Enter the suits: business must deliver on the Paris climate deal

Comment: Carbon pricing, R&D expenditure, effective reporting, efficiency standards and coherent tax and subsidy regimes can help deliver a low carbon revolution

Paris (Pic: Moyan Brenn/Flickr)


We are in a new era of climate action. After the success of the Paris negotiations, the world of 2016 is unequivocally a different place than that of a year ago.

While in 2015 we were still asking whether we had the sense – and courage – to commit to the decarbonisation needed to fend off dangerous climate change, now it is only the speed of the transition that is in question.

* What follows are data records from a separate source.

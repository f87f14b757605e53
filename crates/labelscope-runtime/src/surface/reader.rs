//! Decoder for a published surface.
//!
//! [`SurfaceReader`] needs nothing from the target process beyond the
//! ability to copy bytes out of it ([`MemorySource`]). Every pointer it
//! follows is validated before use: chains are length-limited and
//! cycle-checked, and a read that does not decode is reported as
//! [`SurfaceError::Corrupt`] rather than trusted. Since the writer never
//! blocks on readers, a torn read is possible and callers are expected to
//! retry.

use std::collections::{BTreeMap, HashSet};
use std::io;

use labelscope_core::{ContextId, Label, LabelValue, RawNode, SurfaceError, ValueTag};
use serde::Serialize;

use super::{
    Anchor, EMPTY_ID, HeaderView, SCHEMA_VERSION, SURFACE_MAGIC, Slot, SurfaceHeader,
    TOMBSTONE_ID, home_slot,
};

/// Chains longer than this are treated as corrupt.
pub const MAX_CHAIN_NODES: usize = 1 << 16;
/// Keys longer than this are treated as corrupt.
pub const MAX_KEY_LEN: u64 = 4096;
/// String values longer than this are treated as corrupt.
pub const MAX_VALUE_LEN: u64 = 1 << 20;

const SLOTS_PER_READ: u64 = 4096;

/// Random-access view of another address space.
pub trait MemorySource {
    /// Fill `buf` with the bytes at `addr`.
    fn read_at(&self, addr: u64, buf: &mut [u8]) -> io::Result<()>;
}

impl<M: MemorySource + ?Sized> MemorySource for &M {
    fn read_at(&self, addr: u64, buf: &mut [u8]) -> io::Result<()> {
        (**self).read_at(addr, buf)
    }
}

/// Memory of a live process, read through `/proc/<pid>/mem`.
#[cfg(target_os = "linux")]
#[derive(Debug)]
pub struct ProcMemory {
    pid: u32,
    file: std::fs::File,
}

#[cfg(target_os = "linux")]
impl ProcMemory {
    /// Open the memory of process `pid`. Requires ptrace access to it.
    pub fn open(pid: u32) -> io::Result<Self> {
        let file = std::fs::File::open(format!("/proc/{pid}/mem"))?;
        Ok(Self { pid, file })
    }

    /// Open this process's own memory.
    pub fn current() -> io::Result<Self> {
        Self::open(std::process::id())
    }

    /// The target process id.
    pub fn pid(&self) -> u32 {
        self.pid
    }
}

#[cfg(target_os = "linux")]
impl MemorySource for ProcMemory {
    fn read_at(&self, addr: u64, buf: &mut [u8]) -> io::Result<()> {
        use std::os::unix::fs::FileExt;
        self.file.read_exact_at(buf, addr)
    }
}

/// The current pointer as seen by a reader.
#[derive(Clone, Debug, PartialEq, Serialize)]
pub struct CurrentView {
    /// Context whose set is current, if the id decoded.
    pub context: Option<ContextId>,
    /// Its effective labels.
    pub labels: Vec<Label>,
}

/// Lock-free decoder for a registry's surface.
#[derive(Debug)]
pub struct SurfaceReader<M> {
    mem: M,
    header_addr: u64,
    header: HeaderView,
}

impl<M: MemorySource> SurfaceReader<M> {
    /// Validate the header at `header_addr` and build a reader over it.
    pub fn attach(mem: M, header_addr: u64) -> Result<Self, SurfaceError> {
        let header = read_header(&mem, header_addr)?;
        Ok(Self {
            mem,
            header_addr,
            header,
        })
    }

    /// Follow the anchor at `anchor_addr` to its header.
    pub fn from_anchor(mem: M, anchor_addr: u64) -> Result<Self, SurfaceError> {
        let mut buf = [0u8; Anchor::SIZE];
        read(&mem, anchor_addr, &mut buf)?;
        let magic = word(&buf, 0);
        if magic != SURFACE_MAGIC {
            return Err(SurfaceError::BadMagic {
                addr: anchor_addr,
                found: magic,
            });
        }
        let version = half(&buf, 8);
        if version != SCHEMA_VERSION {
            return Err(SurfaceError::UnsupportedVersion {
                found: version,
                supported: SCHEMA_VERSION,
            });
        }
        match word(&buf, 16) {
            0 => Err(SurfaceError::NotPublished),
            header => Self::attach(mem, header),
        }
    }

    /// Address of the header this reader decodes.
    pub fn header_addr(&self) -> u64 {
        self.header_addr
    }

    /// The header as of the last [`attach`](Self::attach) or
    /// [`refresh`](Self::refresh).
    pub fn header(&self) -> &HeaderView {
        &self.header
    }

    /// Re-read the header's mutable fields.
    pub fn refresh(&mut self) -> Result<(), SurfaceError> {
        self.header = read_header(&self.mem, self.header_addr)?;
        Ok(())
    }

    fn slot(&self, index: u64) -> Result<(u64, u64), SurfaceError> {
        let mut buf = [0u8; Slot::SIZE];
        read(&self.mem, self.slot_addr(index)?, &mut buf)?;
        Ok((word(&buf, 0), word(&buf, 8)))
    }

    fn slot_addr(&self, index: u64) -> Result<u64, SurfaceError> {
        index
            .checked_mul(Slot::SIZE as u64)
            .and_then(|off| self.header.slots.checked_add(off))
            .ok_or_else(|| corrupt(self.header_addr, format!("slot {index} lies outside the address space")))
    }

    /// Head address published for `ctx`.
    pub fn find(&self, ctx: ContextId) -> Result<u64, SurfaceError> {
        let capacity = self.header.capacity;
        let start = home_slot(ctx.get(), capacity);
        for index in (start..capacity).chain(0..start) {
            let (id, head) = self.slot(index)?;
            if id == EMPTY_ID {
                break;
            }
            if id == ctx.get() {
                return Ok(head);
            }
        }
        Err(SurfaceError::NotFound(ctx))
    }

    /// Every published context and its head address, in slot order.
    pub fn contexts(&self) -> Result<Vec<(ContextId, u64)>, SurfaceError> {
        let mut out = Vec::new();
        let mut index = 0;
        while index < self.header.capacity {
            let count = SLOTS_PER_READ.min(self.header.capacity - index);
            let mut buf = vec![0u8; usize::try_from(count).unwrap_or(0) * Slot::SIZE];
            read(&self.mem, self.slot_addr(index)?, &mut buf)?;
            for chunk in buf.chunks_exact(Slot::SIZE) {
                let id = word(chunk, 0);
                if id == EMPTY_ID || id == TOMBSTONE_ID {
                    continue;
                }
                if let Some(ctx) = ContextId::new(id) {
                    out.push((ctx, word(chunk, 8)));
                }
            }
            index += count;
        }
        Ok(out)
    }

    /// Effective labels of `ctx`.
    pub fn labels_for(&self, ctx: ContextId) -> Result<Vec<Label>, SurfaceError> {
        let head = self.find(ctx)?;
        self.decode_chain(head)
    }

    /// The current context and its labels, read from the live header.
    pub fn current(&self) -> Result<CurrentView, SurfaceError> {
        let header = read_header(&self.mem, self.header_addr)?;
        Ok(CurrentView {
            context: ContextId::new(header.current_context),
            labels: self.decode_chain(header.current_set)?,
        })
    }

    /// Walk the chain at `head`. See [`decode_chain`].
    pub fn decode_chain(&self, head: u64) -> Result<Vec<Label>, SurfaceError> {
        decode_chain(&self.mem, head)
    }
}

/// Walk the chain at `head` and resolve it into key-ordered labels.
///
/// The first node naming a key decides its value; absent markers hide the
/// key from the result.
pub fn decode_chain<M: MemorySource>(mem: &M, head: u64) -> Result<Vec<Label>, SurfaceError> {
    let mut resolved: BTreeMap<String, Option<LabelValue>> = BTreeMap::new();
    let mut seen = HashSet::new();
    let mut addr = head;
    while addr != 0 {
        if !seen.insert(addr) {
            return Err(corrupt(addr, "cycle in label chain"));
        }
        if seen.len() > MAX_CHAIN_NODES {
            return Err(corrupt(
                head,
                format!("chain longer than {MAX_CHAIN_NODES} nodes"),
            ));
        }
        let mut buf = [0u8; RawNode::SIZE];
        read(mem, addr, &mut buf)?;
        let raw = RawNode::from_bytes(&buf);

        let key = read_string(mem, raw.key_ptr, raw.key_len, MAX_KEY_LEN, addr)?;
        if !resolved.contains_key(&key) {
            let tag = ValueTag::from_raw(raw.tag)
                .ok_or_else(|| corrupt(addr, format!("unknown value tag {}", raw.tag)))?;
            let value = match tag {
                ValueTag::Str => Some(LabelValue::from(read_string(
                    mem,
                    raw.value_word,
                    raw.value_len,
                    MAX_VALUE_LEN,
                    addr,
                )?)),
                ValueTag::Bool => Some(LabelValue::Bool(raw.value_word != 0)),
                ValueTag::Num => Some(LabelValue::Num(f64::from_bits(raw.value_word))),
                ValueTag::Absent => None,
            };
            let _ = resolved.insert(key, value);
        }
        addr = raw.parent;
    }
    Ok(resolved
        .into_iter()
        .filter_map(|(key, value)| {
            value.map(|value| Label {
                key: key.into(),
                value,
            })
        })
        .collect())
}

fn read_string<M: MemorySource>(
    mem: &M,
    ptr: u64,
    len: u64,
    limit: u64,
    node: u64,
) -> Result<String, SurfaceError> {
    if len > limit {
        return Err(corrupt(node, format!("string length {len} exceeds {limit}")));
    }
    if len == 0 {
        return Ok(String::new());
    }
    let mut buf = vec![0u8; usize::try_from(len).unwrap_or(0)];
    read(mem, ptr, &mut buf)?;
    String::from_utf8(buf).map_err(|_| corrupt(node, "string is not UTF-8"))
}

fn read_header<M: MemorySource>(mem: &M, addr: u64) -> Result<HeaderView, SurfaceError> {
    let mut buf = [0u8; SurfaceHeader::SIZE];
    read(mem, addr, &mut buf)?;
    let header = HeaderView::from_bytes(&buf);
    if header.magic != SURFACE_MAGIC {
        return Err(SurfaceError::BadMagic {
            addr,
            found: header.magic,
        });
    }
    if header.version != SCHEMA_VERSION {
        return Err(SurfaceError::UnsupportedVersion {
            found: header.version,
            supported: SCHEMA_VERSION,
        });
    }
    if header.slot_size as usize != Slot::SIZE || header.node_size as usize != RawNode::SIZE {
        return Err(corrupt(
            addr,
            format!(
                "layout mismatch: slot {} node {}",
                header.slot_size, header.node_size
            ),
        ));
    }
    if header.capacity == 0 || header.slots == 0 {
        return Err(corrupt(addr, "empty slot table"));
    }
    Ok(header)
}

fn read<M: MemorySource>(mem: &M, addr: u64, buf: &mut [u8]) -> Result<(), SurfaceError> {
    mem.read_at(addr, buf).map_err(|source| SurfaceError::Io {
        addr,
        len: buf.len(),
        source,
    })
}

fn corrupt(addr: u64, reason: impl Into<String>) -> SurfaceError {
    SurfaceError::Corrupt {
        addr,
        reason: reason.into(),
    }
}

fn word(buf: &[u8], off: usize) -> u64 {
    let mut b = [0u8; 8];
    b.copy_from_slice(&buf[off..off + 8]);
    u64::from_ne_bytes(b)
}

fn half(buf: &[u8], off: usize) -> u32 {
    let mut b = [0u8; 4];
    b.copy_from_slice(&buf[off..off + 4]);
    u32::from_ne_bytes(b)
}

// ─────────────────────────────────────────────────────────────────────────────
// Tests
// ─────────────────────────────────────────────────────────────────────────────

The groundswell of support from businesses at COP21 last year not only helped in securing that Paris Agreement but also meant that the private sector is now an active partner in shaping the commitments and supporting policies that will drive investments in clean energy, clean transport, smart cities and agriculture across the globe.

Market and policy forces are aligning more than ever, creating a dynamic for decisive action to build a climate-resilient, low carbon economy.

The Business & Climate Summit is the annual forum where business leaders and policy makers come together to review progress and set new goals for collaboration on emissions reduction.

Last year, it galvanised business engagement on climate policy and was hailed for mobilizing the business community in support of climate action ahead of COP21.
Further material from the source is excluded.